3.自治体が実施したHIV抗体検査と相談:自治体が実施する保健所等におけるHIV抗体検査実施件数は、2010年は130,930(2009年150,252)と、2年連続して減少した(図5)が、陽性件数は473(2009年442)、陽性率は0.36%(2009年0.29%)と増加した。このうち保健所での検査陽性率は0.27%(277/103,007)であるのに対し、保健所以外のより利便性の高い場所での検査陽性率は0.70%(196/27,923)と高かった。また、2010年は相談件数も164,264件(2009年193,271件)と、2年連続で減少した。

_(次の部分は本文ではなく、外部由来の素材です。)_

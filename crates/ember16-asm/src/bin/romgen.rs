use anyhow::Result;
use clap::Parser;
use std::path::PathBuf;
use tracing_subscriber::EnvFilter;

use ember16_rs::decode::{build_rom_images, decode, write_rom_if_changed};

#[derive(Parser, Debug)]
#[command(author, version, about = "Generate the EMBER-16 microcode decode ROMs")]
struct Opts {
    /// Output path for the mode ROM (rd/rs/flags/pc bits)
    #[arg(long, default_value = "rom0.bin")]
    rom0: PathBuf,
    /// Output path for the functional-unit ROM (fu/fuop bits)
    #[arg(long, default_value = "rom1.bin")]
    rom1: PathBuf,
    /// Decode a single instruction word (hex or decimal) and print the
    /// control signals as JSON instead of writing ROMs
    #[arg(long, value_name = "WORD")]
    inspect: Option<String>,
}

fn parse_word(s: &str) -> Result<u16> {
    let s = s.trim();
    if let Some(hex) = s.strip_prefix("0x").or_else(|| s.strip_prefix("0X")) {
        Ok(u16::from_str_radix(hex, 16)?)
    } else {
        Ok(s.parse::<u16>()?)
    }
}

fn main() -> Result<()> {
    tracing_subscriber::fmt()
        .with_env_filter(EnvFilter::from_default_env())
        .init();

    let opts = Opts::parse();

    if let Some(word) = &opts.inspect {
        let word = parse_word(word)?;
        println!("{}", serde_json::to_string_pretty(&decode(word))?);
        return Ok(());
    }

    let (rom0, rom1) = build_rom_images();
    for (path, data) in [(&opts.rom0, &rom0), (&opts.rom1, &rom1)] {
        if write_rom_if_changed(path, data)? {
            tracing::info!(path = %path.display(), "writing ROM");
        } else {
            tracing::info!(path = %path.display(), "skipping unchanged ROM");
        }
    }
    Ok(())
}

#[cfg(test)]
mod tests {
    use super::*;

    #[test]
    fn parse_word_hex_and_dec() {
        assert_eq!(parse_word("0x10").unwrap(), 0x10);
        assert_eq!(parse_word("16").unwrap(), 16);
        assert!(parse_word("zz").is_err());
    }
}
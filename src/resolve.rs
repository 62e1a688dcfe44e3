use std::collections::HashMap;

use crate::ast::{Operand, Program};
use crate::error::{AsmError, ErrorKind};

/// Binds every `Offset` operand to the index of its defining label directive.
///
/// Absolute labels live in a unique-name map. Labels spelled as pure digits
/// are relative labels: they may be defined any number of times, and a
/// reference like `2f`/`2b` picks the nearest definition at-or-after
/// (respectively at-or-before) the referencing instruction.
#[derive(Debug, Default)]
struct Resolver {
    labels: HashMap<String, usize>,
    relative_labels: HashMap<String, Vec<usize>>,
}

pub fn resolve_program(program: &mut Program) -> Result<(), AsmError> {
    let mut resolver = Resolver::default();

    // Register every label definition first; references may point forward.
    for (index, inst) in program.iter().enumerate() {
        let Some(name) = inst.label_name() else {
            continue;
        };
        if name.bytes().all(|b| b.is_ascii_digit()) {
            resolver
                .relative_labels
                .entry(name.to_string())
                .or_default()
                .push(index);
        } else if resolver.labels.insert(name.to_string(), index).is_some() {
            return Err(AsmError::with_instruction(
                ErrorKind::DuplicateLabel(name.to_string()),
                inst,
            ));
        }
    }

    // Bind every offset operand.
    for index in 0..program.len() {
        for slot in 0..program[index].operands.len() {
            let Operand::Offset(offset) = &program[index].operands[slot] else {
                continue;
            };
            let binding = resolver.resolve(offset.name.as_str(), index);
            let binding = match binding {
                Ok(binding) => binding,
                Err(kind) => return Err(AsmError::with_instruction(kind, &program[index])),
            };
            if let Operand::Offset(offset) = &mut program[index].operands[slot] {
                offset.binding = Some(binding);
            }
        }
    }
    Ok(())
}

impl Resolver {
    fn resolve(&self, name: &str, index: usize) -> Result<usize, ErrorKind> {
        // Relative references of the form `2f` or `1b`.
        if let Some((digits, forward)) = split_relative(name) {
            let definitions = self
                .relative_labels
                .get(digits)
                .map(Vec::as_slice)
                .unwrap_or(&[]);
            let found = if forward {
                definitions.iter().copied().find(|&def| def >= index)
            } else {
                definitions.iter().rev().copied().find(|&def| def <= index)
            };
            return found.ok_or_else(|| ErrorKind::UnknownRelativeLabel {
                label: digits.to_string(),
                side: if forward { "after" } else { "before" },
            });
        }

        // Regular labels.
        self.labels
            .get(name)
            .copied()
            .ok_or_else(|| ErrorKind::UnknownLabel(name.to_string()))
    }
}

/// Split `123f`/`123b` into digits and direction; `None` for anything else.
fn split_relative(name: &str) -> Option<(&str, bool)> {
    let (digits, suffix) = name.split_at(name.len().checked_sub(1)?);
    if digits.is_empty() || !digits.bytes().all(|b| b.is_ascii_digit()) {
        return None;
    }
    match suffix {
        "f" => Some((digits, true)),
        "b" => Some((digits, false)),
        _ => None,
    }
}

まとめ:わが国ではHIV感染者、AIDS患者の報告数はいずれも増加傾向が続いている。予防や早期発見に関する啓発に努め、早期受検/受診・治療を促進し(本号11ページ)、感染拡大の抑制を図ることが緊急重要課題である。各自治体においては、各地域の感染者・患者発生の特徴を把握し、特に対策が重要な男性同性愛者、青少年、性風俗産業従事者およびその利用者、増加が著しい20〜40代男性などが受けやすい時間帯や場所での検査・相談の提供、受診しやすい環境整備における工夫が引き続き望まれる。対策を講ずる際には、必要な関係者(教育関係者、医療関係者、企業、NGO 等)と協力することも必要である。

2010年には、過去3年間報告がなかった母子感染例が3例報告された。2010年4月から公的補助の対象に組み入れられた妊婦健診におけるHIVスクリーニング検査をはじめ、HIV感染者およびAIDS患者妊婦の妊娠・出産管理、出生児への抗HIV薬予防投与等による、HIV母子感染予防対策を徹底する必要がある。

*HIV感染者報告:HIVに感染後AIDS指標疾患を発症していないもの(AIDS未発症者)の報告。病院・保健所での血液検査や妊婦検診など、何らかの機会に感染が判明し、報告されたもの。

**AIDS患者報告:届出時にAIDS指標疾患を発症しているもの(AIDS発症者)の報告。既にHIV感染者として報告されている症例が指標疾患を発症した場合は感染症法の法定報告はされず、「エイズ病原体感染者報告票(病状に変化を生じた事項に関する報告)」により、死亡報告とともに任意報告として、自治体を通じ厚生労働省において収集されている。